La definizione di voto di scambio data da Parisi e Pasquino conduceva direttamente al concetto più ampio del clientelismo politico e del consenso, soprattutto per i partiti di governo, che derivava da questo scambio.
Il voto di scambio, al pari di una qualsiasi operazione commerciale, sarebbe un contratto di dare ed avere dove una “merce”, più o meno certa, sarebbe il voto da parte dell’elettore (l’incertezza potrebbe derivare dalla segretezza con cui viene manifestato) e l’altra “merce” potrebbe avere varia natura ed entità diversa (dalla concessione di un provvedimento di competenza del sindaco, ad un contributo, a un posto di lavoro, o una raccomandazione per trovare un posto di lavoro, ma anche un appalto di lavori e servizi, ecc.) e/o il pagamento in denaro.
In questa prospettiva il voto di scambio assume sempre un’accezione negativa. Ma non mancano nelle scienze sociali studi approfonditi che attribuiscono al clientelismo politico – e conseguentemente al voto di scambio – una qualche valenza positiva in alcuni contesti dove tale criterio di scelta dell’elettore produce ricadute concrete per la collettività.

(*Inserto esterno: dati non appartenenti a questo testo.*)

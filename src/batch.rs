//! Batch descriptor generation.
//!
//! A [`BatchGenerator`] is built once per run: loading it compiles the
//! ignore patterns and reads the template, so every configuration problem
//! surfaces before any file is touched. [`BatchGenerator::run`] then walks
//! the inputs and writes one descriptor per texture, recording per-file
//! failures instead of stopping.

use crate::error::{Result, VmtError};
use crate::filter::IgnoreMatcher;
use crate::fs_utils::{Candidate, FolderWalker, extension_matcher};
use crate::metadata;
use crate::template::{SubstitutionMap, Template, TemplateSource, expand};
use globset::GlobMatcher;
use log::{info, warn};
use serde::Serialize;
use std::fs;
use std::path::PathBuf;

/// Default image extension searched for in folders
pub const DEFAULT_IMAGE_EXTENSION: &str = "vtf";
/// Default extension of generated descriptors
pub const DEFAULT_DESCRIPTOR_EXTENSION: &str = "vmt";

/// How descriptors are produced
#[derive(Debug, Clone, PartialEq, Eq)]
pub enum GenerationMode {
    /// Expand a template for every texture
    Template(TemplateSource),
    /// Derive descriptors from texture metadata (not implemented)
    Metadata,
}

/// Options for a single batch run
#[derive(Debug, Clone, PartialEq, Eq)]
pub struct GeneratorConfig {
    /// Extension of the image files to pick up in folders
    pub image_extension: String,
    /// Extension of the descriptor written next to each image
    pub descriptor_extension: String,
    /// Queue sub-folders found while scanning
    pub recursive: bool,
    /// Log a line for every written or skipped file
    pub verbose: bool,
    /// Report what would be written without writing
    pub dry_run: bool,
}

impl Default for GeneratorConfig {
    fn default() -> Self {
        Self {
            image_extension: DEFAULT_IMAGE_EXTENSION.to_string(),
            descriptor_extension: DEFAULT_DESCRIPTOR_EXTENSION.to_string(),
            recursive: false,
            verbose: false,
            dry_run: false,
        }
    }
}

/// A file that could not be processed
#[derive(Debug, Clone, PartialEq, Eq, Serialize)]
pub struct Failure {
    pub path: PathBuf,
    pub reason: String,
}

/// Outcome of one batch run
#[derive(Debug, Clone, Default, PartialEq, Eq, Serialize)]
pub struct BatchResult {
    pub written: usize,
    pub skipped: usize,
    pub failed: usize,
    pub failures: Vec<Failure>,
}

impl BatchResult {
    fn record(&mut self, outcome: Outcome) {
        match outcome {
            Outcome::Written => self.written += 1,
            Outcome::Skipped => self.skipped += 1,
            Outcome::Failed(err) => self.record_failure(&err),
        }
    }

    fn record_failure(&mut self, err: &VmtError) {
        let path = match err {
            VmtError::CandidateWrite { path, .. } | VmtError::FolderRead { path, .. } => {
                path.clone()
            }
            _ => PathBuf::new(),
        };
        warn!("{err}");
        self.failed += 1;
        self.failures.push(Failure {
            path,
            reason: err.to_string(),
        });
    }

    /// Total number of candidates and folders accounted for
    #[must_use]
    pub fn total(&self) -> usize {
        self.written + self.skipped + self.failed
    }

    #[must_use]
    pub fn has_failures(&self) -> bool {
        self.failed > 0
    }
}

enum Outcome {
    Written,
    Skipped,
    Failed(VmtError),
}

/// Generates descriptors for a batch of textures
#[derive(Debug, Clone)]
pub struct BatchGenerator {
    template: Template,
    substitutions: SubstitutionMap,
    ignore: IgnoreMatcher,
    images: GlobMatcher,
    config: GeneratorConfig,
}

impl BatchGenerator {
    /// Validates the run configuration and loads the template.
    ///
    /// # Errors
    ///
    /// - `VmtError::UnimplementedMode` for `GenerationMode::Metadata`.
    /// - `VmtError::InvalidPattern` if an ignore pattern doesn't compile.
    /// - `VmtError::InvalidExtension` if the image extension isn't usable.
    /// - `VmtError::FileNotFound` or `VmtError::Io` if the template can't be read.
    pub fn load<I, S>(
        mode: &GenerationMode,
        substitutions: SubstitutionMap,
        ignore_patterns: I,
        config: GeneratorConfig,
    ) -> Result<Self>
    where
        I: IntoIterator<Item = S>,
        S: AsRef<str>,
    {
        let source = match mode {
            GenerationMode::Template(source) => source,
            GenerationMode::Metadata => return Err(metadata::unimplemented_mode()),
        };

        let ignore = IgnoreMatcher::new(ignore_patterns)?;
        let images = extension_matcher(&config.image_extension)?;
        let template = source.load()?;

        if substitutions.overrides_filename() {
            warn!("<filename> is overridden; every generated descriptor will be identical");
        }

        Ok(Self {
            template,
            substitutions,
            ignore,
            images,
            config,
        })
    }

    #[must_use]
    pub fn template(&self) -> &Template {
        &self.template
    }

    #[must_use]
    pub fn config(&self) -> &GeneratorConfig {
        &self.config
    }

    /// Expanded descriptor text for `candidate`
    #[must_use]
    pub fn render(&self, candidate: &Candidate) -> String {
        expand(&self.template, &self.substitutions, &candidate.filename())
    }

    /// Processes every folder, then every standalone file, in input order.
    ///
    /// Files found in folders go through the ignore patterns; standalone
    /// files are taken as given, whatever their extension.
    pub fn run<F, P, G, Q>(&self, folders: F, files: G) -> BatchResult
    where
        F: IntoIterator<Item = P>,
        P: Into<PathBuf>,
        G: IntoIterator<Item = Q>,
        Q: Into<PathBuf>,
    {
        let mut result = BatchResult::default();

        let walker = FolderWalker::new(folders, self.images.clone(), self.config.recursive);
        for entry in walker {
            let outcome = match entry {
                Ok(path) => self.process(&Candidate::new(path), true),
                Err(err) => Outcome::Failed(err),
            };
            result.record(outcome);
        }

        for path in files {
            let outcome = self.process(&Candidate::new(path), false);
            result.record(outcome);
        }

        result
    }

    fn process(&self, candidate: &Candidate, filtered: bool) -> Outcome {
        if filtered && let Some(pattern) = self.ignore.matching_pattern(&candidate.stem) {
            if self.config.verbose {
                info!("Skipping {} (matches '{pattern}')", candidate.path.display());
            }
            return Outcome::Skipped;
        }

        let output = candidate.descriptor_path(&self.config.descriptor_extension);
        let text = self.render(candidate);

        if self.config.dry_run {
            if self.config.verbose {
                info!("Would write {}", output.display());
            }
            return Outcome::Written;
        }

        match fs::write(&output, text) {
            Ok(()) => {
                if self.config.verbose {
                    info!("Wrote {}", output.display());
                }
                Outcome::Written
            }
            Err(source) => Outcome::Failed(VmtError::CandidateWrite {
                path: output,
                source,
            }),
        }
    }
}

/// Loads a generator and runs it over `folders` and `files` in one call.
///
/// # Errors
///
/// Returns any configuration error from [`BatchGenerator::load`]. Per-file
/// failures are reported in the returned [`BatchResult`] instead.
pub fn generate<I, S, F, P, G, Q>(
    mode: &GenerationMode,
    substitutions: SubstitutionMap,
    ignore_patterns: I,
    config: GeneratorConfig,
    folders: F,
    files: G,
) -> Result<BatchResult>
where
    I: IntoIterator<Item = S>,
    S: AsRef<str>,
    F: IntoIterator<Item = P>,
    P: Into<PathBuf>,
    G: IntoIterator<Item = Q>,
    Q: Into<PathBuf>,
{
    let generator = BatchGenerator::load(mode, substitutions, ignore_patterns, config)?;
    Ok(generator.run(folders, files))
}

La definizione operativa del voto di scambio è quasi sempre il voto di preferenza, cioè la scelta di uno o più candidati da una lista. Il voto di preferenza è una possibilità prevista in alcuni sistemi proporzionali. In Italia abbiamo il voto di preferenza nei sistemi per il rinnovo dei consigli comunali, dei consigli regionali e nelle elezioni per il Parlamento Europeo.

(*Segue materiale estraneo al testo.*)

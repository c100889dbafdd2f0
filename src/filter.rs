use crate::error::{Result, VmtError};
use regex::Regex;
use std::path::Path;

/// Compiled ignore patterns.
///
/// Each pattern is a regular expression anchored at the start of the
/// candidate's stem but not at its end, so `.*_bump` excludes both
/// `wall_bump` and `wall_bump_old`.
#[derive(Debug, Clone, Default)]
pub struct IgnoreMatcher {
    patterns: Vec<(String, Regex)>,
}

impl IgnoreMatcher {
    /// Compiles `patterns`, keeping their order.
    ///
    /// # Errors
    ///
    /// Returns `VmtError::InvalidPattern` for the first pattern that doesn't compile.
    pub fn new<I, S>(patterns: I) -> Result<Self>
    where
        I: IntoIterator<Item = S>,
        S: AsRef<str>,
    {
        let patterns = patterns
            .into_iter()
            .map(|pattern| {
                let pattern = pattern.as_ref();
                Regex::new(&format!("^(?:{pattern})"))
                    .map(|regex| (pattern.to_string(), regex))
                    .map_err(|source| VmtError::InvalidPattern {
                        pattern: pattern.to_string(),
                        source,
                    })
            })
            .collect::<Result<Vec<_>>>()?;
        Ok(Self { patterns })
    }

    /// Returns the first pattern matching `stem`, if any
    #[must_use]
    pub fn matching_pattern(&self, stem: &Path) -> Option<&str> {
        let stem = stem.to_string_lossy();
        self.patterns
            .iter()
            .find(|(_, regex)| regex.is_match(&stem))
            .map(|(pattern, _)| pattern.as_str())
    }

    #[must_use]
    pub fn is_ignored(&self, stem: &Path) -> bool {
        self.matching_pattern(stem).is_some()
    }

    #[must_use]
    pub fn is_empty(&self) -> bool {
        self.patterns.is_empty()
    }
}

#[cfg(test)]
mod tests {
    use super::*;

    #[test]
    fn test_empty_matcher_ignores_nothing() {
        let matcher = IgnoreMatcher::new(Vec::<String>::new()).unwrap();
        assert!(matcher.is_empty());
        assert!(!matcher.is_ignored(Path::new("materials/wall")));
    }

    #[test]
    fn test_prefix_anchored_match() {
        let matcher = IgnoreMatcher::new([".*_bump"]).unwrap();
        assert!(matcher.is_ignored(Path::new("materials/wall_bump")));
        assert!(matcher.is_ignored(Path::new("materials/wall_bump_old")));
        assert!(!matcher.is_ignored(Path::new("materials/wall")));
    }

    #[test]
    fn test_match_must_start_at_beginning() {
        let matcher = IgnoreMatcher::new(["wall"]).unwrap();
        assert!(matcher.is_ignored(Path::new("wall_a")));
        assert!(!matcher.is_ignored(Path::new("materials/wall_a")));
    }

    #[test]
    fn test_alternation_stays_anchored() {
        let matcher = IgnoreMatcher::new(["a|b"]).unwrap();
        assert!(matcher.is_ignored(Path::new("b_texture")));
        assert!(!matcher.is_ignored(Path::new("xb_texture")));
    }

    #[test]
    fn test_union_of_patterns() {
        let matcher = IgnoreMatcher::new([".*_a", ".*_bump", ".*_bm", ".*_editor"]).unwrap();
        assert_eq!(
            matcher.matching_pattern(Path::new("disp/rock_bm")),
            Some(".*_bm")
        );
        assert!(matcher.is_ignored(Path::new("disp/rock_editor")));
        assert!(!matcher.is_ignored(Path::new("disp/rock")));
    }

    #[test]
    fn test_is_deterministic() {
        let matcher = IgnoreMatcher::new([".*_bump"]).unwrap();
        let path = Path::new("wall_bump");
        assert_eq!(matcher.is_ignored(path), matcher.is_ignored(path));
    }

    #[test]
    fn test_invalid_pattern_fails_fast() {
        let result = IgnoreMatcher::new([".*_ok", "(unclosed"]);
        match result {
            Err(VmtError::InvalidPattern { pattern, .. }) => assert_eq!(pattern, "(unclosed"),
            other => panic!("expected InvalidPattern, got {other:?}"),
        }
    }
}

Per concretizzarsi il voto di scambio deve verificarsi la “vicinanza” fra candidati ed elettori. Per cui nelle elezioni europee, con i candidati che competono in circoscrizioni vastissime, la distanza fra candidati ed elettori limita, di fatto, l’esercizio di tale tipo di scelta, anche se non sono mancate condanne per questo reato di candidati all’Europarlamento.

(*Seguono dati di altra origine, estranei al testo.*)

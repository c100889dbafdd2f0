use crate::error::{Result, VmtError};
use globset::{Glob, GlobMatcher};
use log::debug;
use std::ffi::OsString;
use std::fs;
use std::path::{Path, PathBuf};
use walkdir::{DirEntry, WalkDir};

/// Reads the contents of a file at the given path
///
/// # Errors
///
/// - `VmtError::FileNotFound` if the path doesn't exist or isn't a file.
/// - `VmtError::Io` if there's an error reading the file.
pub fn read_file_contents(path: &Path) -> Result<String> {
    if !path.is_file() {
        return Err(VmtError::FileNotFound {
            path: path.to_path_buf(),
        });
    }

    fs::read_to_string(path).map_err(std::convert::Into::into)
}

/// A texture file eligible for descriptor generation
#[derive(Debug, Clone, PartialEq, Eq)]
pub struct Candidate {
    /// Path of the image file as discovered or given
    pub path: PathBuf,
    /// `path` with its extension removed
    pub stem: PathBuf,
}

impl Candidate {
    pub fn new(path: impl Into<PathBuf>) -> Self {
        let path = path.into();
        let stem = path.with_extension("");
        Self { path, stem }
    }

    /// Value bound to the `<filename>` placeholder
    #[must_use]
    pub fn filename(&self) -> String {
        self.stem.to_string_lossy().into_owned()
    }

    /// Sibling output path: the stem with `extension` appended.
    ///
    /// Appends rather than replaces so `a.b.vtf` maps to `a.b.vmt`.
    #[must_use]
    pub fn descriptor_path(&self, extension: &str) -> PathBuf {
        let mut path = OsString::from(self.stem.as_os_str());
        path.push(".");
        path.push(extension);
        PathBuf::from(path)
    }
}

/// Lazily yields image files found in a queue of folders.
///
/// Folders are visited in the order they were queued and each folder's
/// entries in directory-listing order. When recursing, every sub-folder
/// found is appended to the tail of the same queue, so nested folders are
/// only reached after all folders queued before them, inputs included.
#[derive(Debug)]
pub struct FolderWalker {
    queue: Vec<PathBuf>,
    cursor: usize,
    current: std::vec::IntoIter<Result<PathBuf>>,
    matcher: GlobMatcher,
    recursive: bool,
}

/// Compiles the case-sensitive `*.<extension>` glob used to pick image files.
///
/// A leading dot on `extension` is optional.
///
/// # Errors
///
/// Returns `VmtError::InvalidExtension` if the extension doesn't form a valid glob.
pub fn extension_matcher(extension: &str) -> Result<GlobMatcher> {
    let extension = extension.trim_start_matches('.');
    Glob::new(&format!("*.{extension}"))
        .map(|glob| glob.compile_matcher())
        .map_err(|source| VmtError::InvalidExtension {
            extension: extension.to_string(),
            source,
        })
}

impl FolderWalker {
    /// Creates a walker over `folders` yielding files whose name matches `matcher`
    pub fn new<I, P>(folders: I, matcher: GlobMatcher, recursive: bool) -> Self
    where
        I: IntoIterator<Item = P>,
        P: Into<PathBuf>,
    {
        Self {
            queue: folders.into_iter().map(Into::into).collect(),
            cursor: 0,
            current: Vec::new().into_iter(),
            matcher,
            recursive,
        }
    }

    /// Folders queued so far, including any discovered sub-folders
    #[must_use]
    pub fn queued(&self) -> &[PathBuf] {
        &self.queue
    }

    fn list_folder(&mut self, folder: &Path) -> Vec<Result<PathBuf>> {
        debug!("Scanning {}", folder.display());
        self.collect_entries(folder, WalkDir::new(folder).min_depth(1).max_depth(1))
    }

    /// Splits one folder's entries into candidate files and queued
    /// sub-folders. An unreadable entry becomes an error item in listing
    /// position; the rest of the folder is still listed.
    fn collect_entries<I>(&mut self, folder: &Path, entries: I) -> Vec<Result<PathBuf>>
    where
        I: IntoIterator<Item = walkdir::Result<DirEntry>>,
    {
        let mut items = Vec::new();

        for entry in entries {
            let entry = match entry {
                Ok(entry) => entry,
                Err(source) => {
                    items.push(Err(VmtError::FolderRead {
                        path: folder.to_path_buf(),
                        source,
                    }));
                    continue;
                }
            };

            if entry.file_type().is_dir() {
                if self.recursive {
                    debug!("Queueing {}", entry.path().display());
                    self.queue.push(entry.into_path());
                }
            } else if self.matcher.is_match(entry.file_name()) {
                items.push(Ok(entry.into_path()));
            }
        }

        items
    }
}

impl Iterator for FolderWalker {
    type Item = Result<PathBuf>;

    fn next(&mut self) -> Option<Self::Item> {
        loop {
            if let Some(item) = self.current.next() {
                return Some(item);
            }

            let folder = self.queue.get(self.cursor)?.clone();
            self.cursor += 1;
            self.current = self.list_folder(&folder).into_iter();
        }
    }
}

Non solo sud e non solo mafia
I candidati che si sono presentati alle comunali e alle regionali che sono stati condannati per voto di scambio politico-mafioso sono soprattutto delle regioni meridionali, cioè in quei territori dove la criminalità organizzata è più presente e più sovente riesce ad infiltrarsi nelle istituzioni locali, ma non mancano casi abbastanza rilevanti anche in alcune regioni del Centro e del Nord, a conferma – se mai ce ne fosse bisogno – dell’infiltrazione della delinquenza organizzata nei territori oltre i confini delle regioni meridionali.
Un caso fra tutti quello dell’ex-assessore della Regione Lombardia, Domenico Zambetti, che ricandidatosi alle elezioni regionali del 2010, versò a una cosca di ‘ndrangheta la somma di 200mila euro per ottenere in cambio un pacchetto di 4.000 voti di preferenza (cioè, 50 euro a voto). Negli ultimi anni vi sono state altre condanne per lo stesso reato di candidati ai consigli regionali, anche se la maggior parte di condanne per questo reato riguardano candidati sindaci e consiglieri comunali.
La compravendita dei voti non è, comunque, un’esclusiva della criminalità organizzata. Nel “mercato elettorale” operano anche presunti “imprenditori politici”, non legati alla criminalità, in grado di proporre al migliore offerente consistenti pacchetti di voti. E i contraenti del patto di scambio di questa particolare merce non badano certamente al simbolo sotto il quale si presentano agli elettori.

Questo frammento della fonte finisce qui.